Unless you have been living under a rock for the last several days, you are no doubt aware of the Shock Troops story published at the New Republic as well as the corresponding Fact or Fiction article in the Weekly Standard. Wrapping all of this controversy up is the related blogswarm, which is addressed by more milblogs than can be captured here. I will save you some time though and gist the general consensus about Shock Troops from anyone who has worn the uniform in recent history: its bunk.

(In the interest of full disclosure it is important to note that your author has written for the Weekly Standard, which in the minds of some colors this commentary slightly red. It is left to the readers to determine if this is a political piece or one focused simply on issues related to reason.)

It is no secret that readers of the New Republic are not fans of the war. They are exercising their right to say so, but they do not have the right to perpetrate frauds and disseminate slander in order to bolster their arguments. "All is fair in love and war," but that does not extend to war correspondence, at least not responsible correspondence.

I expect reasonable people to disagree about myriad issues, but in a sort-of Mr. Smith Goes to Washington fashion, I expect them to do so honestly. This is particularly important when it comes to issues related to war, because as opposed to issues like wetlands, the consequences are so lasting and severe.

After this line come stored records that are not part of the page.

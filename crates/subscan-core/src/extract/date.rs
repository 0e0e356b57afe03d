//! Date extraction
//!
//! Absolute formats have a fixed field order chosen by separator: slashes are
//! month/day/year, dots are day.month.year, dashes are ISO year-month-day.
//! Relative expressions are resolved against an explicit reference date so
//! extraction stays deterministic.
//!
//! When several dates appear, one wrapped in billing context ("renews on",
//! "ends in", "... is your next billing date") is preferred over a bare one,
//! then the higher-confidence format wins, then the earlier rule, then the
//! earlier position.

use chrono::{Datelike, Days, Months, NaiveDate};
use once_cell::sync::Lazy;
use regex::{Captures, Regex};
use tracing::debug;

use crate::models::DateMatch;

/// Added to a candidate's confidence when billing context surrounds it
const CONTEXT_BOOST: f64 = 0.05;
const MAX_CONFIDENCE: f64 = 0.99;

const MONTH_NAMES: &str = "january|february|march|april|may|june|july|august|september|october|november|december|jan|feb|mar|apr|jun|jul|aug|sept|sep|oct|nov|dec";

const COUNT: &str = r"(?P<n>\d{1,3}|an?|one|two|three|four|five|six|seven|eight|nine|ten|eleven|twelve)";

#[derive(Debug, Clone, Copy, PartialEq, Eq)]
enum DateFrom {
    Iso,
    MonthDayYear,
    DayMonthYear,
    /// MM/DD/YYYY or MM/DD/YY
    Slash,
    /// DD.MM.YYYY
    Dot,
    /// "June 5" with the year taken from the reference date
    MonthDay,
    Today,
    Tomorrow,
    InDays,
    InWeeks,
    InMonths,
    NextWeek,
    NextMonth,
}

impl DateFrom {
    fn is_relative(&self) -> bool {
        matches!(
            self,
            Self::Today
                | Self::Tomorrow
                | Self::InDays
                | Self::InWeeks
                | Self::InMonths
                | Self::NextWeek
                | Self::NextMonth
        )
    }
}

struct DateRule {
    name: &'static str,
    regex: Regex,
    confidence: f64,
    kind: DateFrom,
}

impl DateRule {
    fn new(name: &'static str, pattern: &str, confidence: f64, kind: DateFrom) -> Self {
        let regex = Regex::new(pattern).expect("valid regex");
        Self {
            name,
            regex,
            confidence,
            kind,
        }
    }

    fn resolve(&self, caps: &Captures, reference: NaiveDate) -> Option<NaiveDate> {
        match self.kind {
            DateFrom::Iso | DateFrom::Slash | DateFrom::Dot => {
                let year = expand_year(caps.name("y")?.as_str(), reference)?;
                let month = caps.name("m")?.as_str().parse().ok()?;
                let day = caps.name("d")?.as_str().parse().ok()?;
                NaiveDate::from_ymd_opt(year, month, day)
            }
            DateFrom::MonthDayYear | DateFrom::DayMonthYear => {
                let year = caps.name("y")?.as_str().parse().ok()?;
                let month = month_from_name(caps.name("mon")?.as_str())?;
                let day = caps.name("d")?.as_str().parse().ok()?;
                NaiveDate::from_ymd_opt(year, month, day)
            }
            DateFrom::MonthDay => {
                let month = month_from_name(caps.name("mon")?.as_str())?;
                let day = caps.name("d")?.as_str().parse().ok()?;
                let this_year = NaiveDate::from_ymd_opt(reference.year(), month, day)?;
                if this_year >= reference {
                    Some(this_year)
                } else {
                    NaiveDate::from_ymd_opt(reference.year() + 1, month, day)
                }
            }
            DateFrom::Today => Some(reference),
            DateFrom::Tomorrow => reference.checked_add_days(Days::new(1)),
            DateFrom::InDays => reference.checked_add_days(Days::new(count(caps)?)),
            DateFrom::InWeeks => reference.checked_add_days(Days::new(count(caps)?.checked_mul(7)?)),
            DateFrom::InMonths => {
                let n = u32::try_from(count(caps)?).ok()?;
                reference.checked_add_months(Months::new(n))
            }
            DateFrom::NextWeek => reference.checked_add_days(Days::new(7)),
            DateFrom::NextMonth => reference.checked_add_months(Months::new(1)),
        }
    }
}

static RULES: Lazy<Vec<DateRule>> = Lazy::new(|| {
    vec![
        DateRule::new(
            "iso",
            r"\b(?P<y>\d{4})-(?P<m>\d{1,2})-(?P<d>\d{1,2})\b",
            0.95,
            DateFrom::Iso,
        ),
        DateRule::new(
            "month_day_year",
            &format!(
                r"(?i)\b(?P<mon>{})\.?\s+(?P<d>\d{{1,2}})(?:st|nd|rd|th)?,?\s+(?P<y>\d{{4}})\b",
                MONTH_NAMES
            ),
            0.9,
            DateFrom::MonthDayYear,
        ),
        DateRule::new(
            "day_month_year",
            &format!(
                r"(?i)\b(?P<d>\d{{1,2}})(?:st|nd|rd|th)?\s+(?:of\s+)?(?P<mon>{})\.?,?\s+(?P<y>\d{{4}})\b",
                MONTH_NAMES
            ),
            0.9,
            DateFrom::DayMonthYear,
        ),
        DateRule::new(
            "slash_mdy",
            r"\b(?P<m>\d{1,2})/(?P<d>\d{1,2})/(?P<y>\d{4}|\d{2})\b",
            0.85,
            DateFrom::Slash,
        ),
        DateRule::new(
            "dot_dmy",
            r"\b(?P<d>\d{1,2})\.(?P<m>\d{1,2})\.(?P<y>\d{4})\b",
            0.85,
            DateFrom::Dot,
        ),
        DateRule::new(
            "tomorrow",
            r"(?i)\btomorrow\b",
            0.85,
            DateFrom::Tomorrow,
        ),
        DateRule::new(
            "in_days",
            &format!(r"(?i)\bin\s+{}\s+days?\b", COUNT),
            0.85,
            DateFrom::InDays,
        ),
        DateRule::new(
            "in_weeks",
            &format!(r"(?i)\bin\s+{}\s+weeks?\b", COUNT),
            0.85,
            DateFrom::InWeeks,
        ),
        DateRule::new(
            "in_months",
            &format!(r"(?i)\bin\s+{}\s+months?\b", COUNT),
            0.8,
            DateFrom::InMonths,
        ),
        DateRule::new("next_week", r"(?i)\bnext\s+week\b", 0.8, DateFrom::NextWeek),
        DateRule::new("next_month", r"(?i)\bnext\s+month\b", 0.8, DateFrom::NextMonth),
        DateRule::new(
            "month_day",
            &format!(
                r"(?i)\b(?P<mon>{})\.?\s+(?P<d>\d{{1,2}})(?:st|nd|rd|th)?\b",
                MONTH_NAMES
            ),
            0.7,
            DateFrom::MonthDay,
        ),
        DateRule::new("today", r"(?i)\btoday\b", 0.75, DateFrom::Today),
    ]
});

/// Billing verb or label right before a date
static CONTEXT_BEFORE: Lazy<Regex> = Lazy::new(|| {
    Regex::new(
        r"(?i)\b(?:ends?|ending|expires?|expiring|expiry|renews?|renewing|renewal(?:\s+date)?|due|billed|charged|scheduled\s+for|valid\s+(?:until|till|through)|next\s+(?:billing|payment|charge|renewal)(?:\s+date)?|billing\s+date|starts?|starting|until|by)(?:\s+(?:on|at|in|is|date))?\s*:?\s*$",
    )
    .expect("valid regex")
});

/// "... is your next billing date" right after a date
static CONTEXT_AFTER: Lazy<Regex> = Lazy::new(|| {
    Regex::new(
        r"(?i)^\s*(?:is|will\s+be)\s+(?:your|the)\s+(?:next\s+)?(?:billing|payment|renewal|charge|due|expiry|expiration)",
    )
    .expect("valid regex")
});

struct Candidate {
    date: NaiveDate,
    is_relative: bool,
    confidence: f64,
    has_context: bool,
    rule: &'static str,
}

/// Find the best date in the text, resolving relative phrases against `reference`
pub fn extract_date(text: &str, reference: NaiveDate) -> Option<DateMatch> {
    let mut best: Option<Candidate> = None;

    for rule in RULES.iter() {
        for caps in rule.regex.captures_iter(text) {
            let Some(whole) = caps.get(0) else {
                continue;
            };
            let Some(date) = rule.resolve(&caps, reference) else {
                continue;
            };

            let has_context = CONTEXT_BEFORE.is_match(&text[..whole.start()])
                || CONTEXT_AFTER.is_match(&text[whole.end()..]);
            let confidence = if has_context {
                (rule.confidence + CONTEXT_BOOST).min(MAX_CONFIDENCE)
            } else {
                rule.confidence
            };

            let better = match &best {
                None => true,
                Some(current) => {
                    (has_context, confidence) > (current.has_context, current.confidence)
                }
            };
            if better {
                best = Some(Candidate {
                    date,
                    is_relative: rule.kind.is_relative(),
                    confidence,
                    has_context,
                    rule: rule.name,
                });
            }
        }
    }

    let best = best?;
    debug!(
        "Date {} via {} (relative: {}, context: {}, confidence {:.2})",
        best.date, best.rule, best.is_relative, best.has_context, best.confidence
    );
    Some(DateMatch {
        date: best.date,
        is_relative: best.is_relative,
        confidence: best.confidence,
    })
}

/// Four-digit years pass through; two-digit years land in the reference century
fn expand_year(raw: &str, reference: NaiveDate) -> Option<i32> {
    let year: i32 = raw.parse().ok()?;
    if raw.len() == 2 {
        Some(reference.year() / 100 * 100 + year)
    } else {
        Some(year)
    }
}

fn month_from_name(name: &str) -> Option<u32> {
    let prefix: String = name.chars().take(3).collect::<String>().to_lowercase();
    let month = match prefix.as_str() {
        "jan" => 1,
        "feb" => 2,
        "mar" => 3,
        "apr" => 4,
        "may" => 5,
        "jun" => 6,
        "jul" => 7,
        "aug" => 8,
        "sep" => 9,
        "oct" => 10,
        "nov" => 11,
        "dec" => 12,
        _ => return None,
    };
    Some(month)
}

fn count(caps: &Captures) -> Option<u64> {
    let raw = caps.name("n")?.as_str();
    if let Ok(n) = raw.parse::<u64>() {
        return Some(n);
    }
    let n = match raw.to_lowercase().as_str() {
        "a" | "an" | "one" => 1,
        "two" => 2,
        "three" => 3,
        "four" => 4,
        "five" => 5,
        "six" => 6,
        "seven" => 7,
        "eight" => 8,
        "nine" => 9,
        "ten" => 10,
        "eleven" => 11,
        "twelve" => 12,
        _ => return None,
    };
    Some(n)
}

Those who would claim the article in question is factual will no doubt point to Abu Gharib and Hamdania and justify their beliefs using the broad brush theory, but given the number of soldiers in Iraq and the sheer volume of operations that take place there, these horrific incidents are clearly aberrations. In a zero-defect Army where troops are as likely to be spending time in "sensitivity training" as combat training, that such blatantly offensive and reprehensible behavior would occur repeatedly without adverse action is inconceivable.

This is not to say that the military does not have its share of jerks, tools, and other offensive personalities, but to imagine a unit filled with nothing but such reprobates is to imagine that your average combat arms unit are extras from the movie Platoon. Remember that this is the war where small teams of soldiers can and are identified as murder suspects, and violators of human rights and dignity capture their antics on digital cameras, yet we are to believe that an entire squad or more of men spend their days violating the UCMJ with impunity. At best, it strains credulity.

While it is probably a safe bet that the editors of the New Republic are not well versed in all things military, one would think that the former home of fabulist Stephen Glass would pay particular attention to checking facts, but there are ample reasons to doubt that this was done. The only reasonable explanation then is that the New Republic is unconcerned with facts when it comes to the war. If true, and absent a retraction or rock-solid proof of these activities, they cannot be trusted to engage in honest war-related discourse: there is no hope in arguing with a liar.

The most amazing thing about this situation is that knowing they were at a disadvantage when it came to military issues and facts on the ground, and knowing the power of bloggers - particularly milbloggers - they ran such a suspect story anyway. Did they think such an item would go unnoticed? Do they have some secret cache of corroborating evidence they are going to trot out in order to shut up and embarrass all the nay-sayers? If so, why not run a rock solid piece to begin with?

Iraq is not a garden party. Iraqis are dying daily and the surge, which just started in earnest a few weeks ago, is not guaranteed to bring about the conditions necessary for a political solution to Iraq's problems. There is plenty of bad news to go around without having to make up stories about war crimes. Such efforts only feed the propaganda machines of our enemies and fuel the distrust if not outright hatred of those who are dying for Iraq: soldiers. Soldiers who now also have to suffer the slander of those who lack the intestinal fortitude to state their case publicly.

1 Comment

Michael Kelly spins in his grave.
To think they've gone from an honorable man like that as editor to this shameful state of affairs.